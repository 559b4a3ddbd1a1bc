// ==========================================
// 到货核对系统 - 应用状态
// ==========================================
// 职责: 管理进程内唯一的存储句柄，以及建立在其上的全部引擎
// ==========================================

use std::path::PathBuf;
use std::sync::{Arc, Mutex};

use crate::config::ConfigManager;
use crate::db::{init_schema, is_initialised, open_sqlite_connection};
use crate::engine::{
    OrderResolver, OrderStore, ProductCatalog, ReconciliationEngine, ReportGenerator,
};
use crate::importer::{CatalogTransfer, OrderImporter};
use crate::repository::error::{RepositoryError, RepositoryResult};
use crate::repository::{lock_connection, SharedConnection};

/// 数据库路径环境变量
pub const DB_PATH_ENV: &str = "STOCK_CHECKER_DB_PATH";

/// 应用状态
///
/// 所有引擎共享同一个连接；订单解析器的匹配规则在创建时从配置读取
pub struct AppState {
    /// 数据库路径（内存库为 ":memory:"）
    pub db_path: String,
    conn: SharedConnection,

    pub config: ConfigManager,
    pub catalog: ProductCatalog,
    pub resolver: OrderResolver,
    pub orders: OrderStore,
    pub reconciliation: ReconciliationEngine,
    pub reports: ReportGenerator,
    pub importer: OrderImporter,
    pub transfer: CatalogTransfer,
}

impl AppState {
    /// 打开数据库并创建应用状态
    ///
    /// 不会自动建表；是否已初始化由 `is_initialised` 判断
    pub fn new(db_path: String) -> RepositoryResult<Self> {
        tracing::info!("初始化AppState，数据库路径: {}", db_path);

        let conn = open_sqlite_connection(&db_path)
            .map_err(|e| RepositoryError::DatabaseConnectionError(e.to_string()))?;
        Self::from_connection(db_path, Arc::new(Mutex::new(conn)))
    }

    /// 从已有连接创建应用状态
    pub fn from_connection(db_path: String, conn: SharedConnection) -> RepositoryResult<Self> {
        let config = ConfigManager::from_connection(conn.clone());

        // 未建表时 config_kv 不存在，按默认规则处理
        let initialised = {
            let guard = lock_connection(&conn)?;
            is_initialised(&guard)?
        };
        let match_mode = if initialised {
            config.reference_match_mode()?
        } else {
            Default::default()
        };

        Ok(Self {
            db_path,
            catalog: ProductCatalog::new(conn.clone()),
            resolver: OrderResolver::new(conn.clone(), match_mode),
            orders: OrderStore::new(conn.clone()),
            reconciliation: ReconciliationEngine::new(conn.clone()),
            reports: ReportGenerator::new(conn.clone()),
            importer: OrderImporter::new(conn.clone()),
            transfer: CatalogTransfer::new(conn.clone()),
            config,
            conn,
        })
    }

    /// 共享存储句柄
    pub fn connection(&self) -> SharedConnection {
        self.conn.clone()
    }

    /// 数据库是否已建表
    pub fn is_initialised(&self) -> RepositoryResult<bool> {
        let conn = lock_connection(&self.conn)?;
        Ok(is_initialised(&conn)?)
    }

    /// 建表（幂等），并按配置重建订单解析器
    pub fn initialise(&mut self) -> RepositoryResult<()> {
        {
            let conn = lock_connection(&self.conn)?;
            init_schema(&conn)?;
        }
        self.reload_match_mode()?;
        tracing::info!(db_path = %self.db_path, "数据库已初始化");
        Ok(())
    }

    /// 重新读取参考号匹配规则
    pub fn reload_match_mode(&mut self) -> RepositoryResult<()> {
        let mode = self.config.reference_match_mode()?;
        self.resolver = OrderResolver::new(self.conn.clone(), mode);
        Ok(())
    }
}

/// 获取默认数据库路径
///
/// 优先级: 环境变量 STOCK_CHECKER_DB_PATH → 用户数据目录 → 当前目录
pub fn get_default_db_path() -> String {
    if let Ok(path) = std::env::var(DB_PATH_ENV) {
        let trimmed = path.trim();
        if !trimmed.is_empty() {
            return trimmed.to_string();
        }
    }

    let mut path = PathBuf::from("./stock_checker.db");

    if let Some(data_dir) = dirs::data_dir() {
        // 开发环境使用独立目录，避免污染生产数据
        #[cfg(debug_assertions)]
        let dir = data_dir.join("stock-checker-dev");

        #[cfg(not(debug_assertions))]
        let dir = data_dir.join("stock-checker");

        if std::fs::create_dir_all(&dir).is_ok() {
            path = dir.join("stock_checker.db");
        }
    }

    path.to_string_lossy().to_string()
}

#[cfg(test)]
mod tests {
    use super::*;
    use crate::config::config_keys;
    use crate::db::open_in_memory;
    use crate::domain::types::ReferenceMatchMode;

    #[test]
    fn test_initialise_reloads_match_mode() {
        let conn = Arc::new(Mutex::new(open_in_memory().unwrap()));
        let mut state = AppState::from_connection(":memory:".to_string(), conn).unwrap();
        assert!(!state.is_initialised().unwrap());

        state.initialise().unwrap();
        assert!(state.is_initialised().unwrap());
        assert_eq!(state.resolver.match_mode(), ReferenceMatchMode::CaseFold);

        state
            .config
            .set_config_value(config_keys::REFERENCE_MATCH_MODE, "EXACT")
            .unwrap();
        state.reload_match_mode().unwrap();
        assert_eq!(state.resolver.match_mode(), ReferenceMatchMode::Exact);
    }
}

- - - - -

Exercise requirements: Your reply should be every line of the material, transcribed exactly.

Output for this exercise:
repository 559b4a3ddbd1a1bc
// ==========================================
// 到货核对系统 - 应用状态
// ==========================================
// 职责: 管理进程内唯一的存储句柄，以及建立在其上的全部引擎
// ==========================================

use std::path::PathBuf;
use std::sync::{Arc, Mutex};

use crate::config::ConfigManager;
use crate::db::{init_schema, is_initialised, open_sqlite_connection};
use crate::engine::{
    OrderResolver, OrderStore, ProductCatalog, ReconciliationEngine, ReportGenerator,
};
use crate::importer::{CatalogTransfer, OrderImporter};
use crate::repository::error::{RepositoryError, RepositoryResult};
use crate::repository::{lock_connection, SharedConnection};

/// 数据库路径环境变量
pub const DB_PATH_ENV: &str = "STOCK_CHECKER_DB_PATH";

/// 应用状态
///
/// 所有引擎共享同一个连接；订单解析器的匹配规则在创建时从配置读取
pub struct AppState {
    /// 数据库路径（内存库为 ":memory:"）
    pub db_path: String,
    conn: SharedConnection,

    pub config: ConfigManager,
    pub catalog: ProductCatalog,
    pub resolver: OrderResolver,
    pub orders: OrderStore,
    pub reconciliation: ReconciliationEngine,
    pub reports: ReportGenerator,
    pub importer: OrderImporter,
    pub transfer: CatalogTransfer,
}

impl AppState {
    /// 打开数据库并创建应用状态
    ///
    /// 不会自动建表；是否已初始化由 `is_initialised` 判断
    pub fn new(db_path: String) -> RepositoryResult<Self> {
        tracing::info!("初始化AppState，数据库路径: {}", db_path);

        let conn = open_sqlite_connection(&db_path)
            .map_err(|e| RepositoryError::DatabaseConnectionError(e.to_string()))?;
        Self::from_connection(db_path, Arc::new(Mutex::new(conn)))
    }

    /// 从已有连接创建应用状态
    pub fn from_connection(db_path: String, conn: SharedConnection) -> RepositoryResult<Self> {
        let config = ConfigManager::from_connection(conn.clone());

        // 未建表时 config_kv 不存在，按默认规则处理
        let initialised = {
            let guard = lock_connection(&conn)?;
            is_initialised(&guard)?
        };
        let match_mode = if initialised {
            config.reference_match_mode()?
        } else {
            Default::default()
        };

        Ok(Self {
            db_path,
            catalog: ProductCatalog::new(conn.clone()),
            resolver: OrderResolver::new(conn.clone(), match_mode),
            orders: OrderStore::new(conn.clone()),
            reconciliation: ReconciliationEngine::new(conn.clone()),
            reports: ReportGenerator::new(conn.clone()),
            importer: OrderImporter::new(conn.clone()),
            transfer: CatalogTransfer::new(conn.clone()),
            config,
            conn,
        })
    }

    /// 共享存储句柄
    pub fn connection(&self) -> SharedConnection {
        self.conn.clone()
    }

    /// 数据库是否已建表
    pub fn is_initialised(&self) -> RepositoryResult<bool> {
        let conn = lock_connection(&self.conn)?;
        Ok(is_initialised(&conn)?)
    }

    /// 建表（幂等），并按配置重建订单解析器
    pub fn initialise(&mut self) -> RepositoryResult<()> {
        {
            let conn = lock_connection(&self.conn)?;
            init_schema(&conn)?;
        }
        self.reload_match_mode()?;
        tracing::info!(db_path = %self.db_path, "数据库已初始化");
        Ok(())
    }

    /// 重新读取参考号匹配规则
    pub fn reload_match_mode(&mut self) -> RepositoryResult<()> {
        let mode = self.config.reference_match_mode()?;
        self.resolver = OrderResolver::new(self.conn.clone(), mode);
        Ok(())
    }
}

/// 获取默认数据库路径
///
/// 优先级: 环境变量 STOCK_CHECKER_DB_PATH → 用户数据目录 → 当前目录
pub fn get_default_db_path() -> String {
    if let Ok(path) = std::env::var(DB_PATH_ENV) {
        let trimmed = path.trim();
        if !trimmed.is_empty() {
            return trimmed.to_string();
        }
    }

    let mut path = PathBuf::from("./stock_checker.db");

    if let Some(data_dir) = dirs::data_dir() {
        // 开发环境使用独立目录，避免污染生产数据
        #[cfg(debug_assertions)]
        let dir = data_dir.join("stock-checker-dev");

        #[cfg(not(debug_assertions))]
        let dir = data_dir.join("stock-checker");

        if std::fs::create_dir_all(&dir).is_ok() {
            path = dir.join("stock_checker.db");
        }
    }

    path.to_string_lossy().to_string()
}

#[cfg(test)]
mod tests {
    use super::*;
    use crate::config::config_keys;
    use crate::db::open_in_memory;
    use crate::domain::types::ReferenceMatchMode;

    #[test]
    fn test_initialise_reloads_match_mode() {
        let conn = Arc::new(Mutex::new(open_in_memory().unwrap()));
        let mut state = AppState::from_connection(":memory:".to_string(), conn).unwrap();
        assert!(!state.is_initialised().unwrap());

        state.initialise().unwrap();
        assert!(state.is_initialised().unwrap());
        assert_eq!(state.resolver.match_mode(), ReferenceMatchMode::CaseFold);

        state
            .config
            .set_config_value(config_keys::REFERENCE_MATCH_MODE, "EXACT")
            .unwrap();
        state.reload_match_mode().unwrap();
        assert_eq!(state.resolver.match_mode(), ReferenceMatchMode::Exact);
    }
}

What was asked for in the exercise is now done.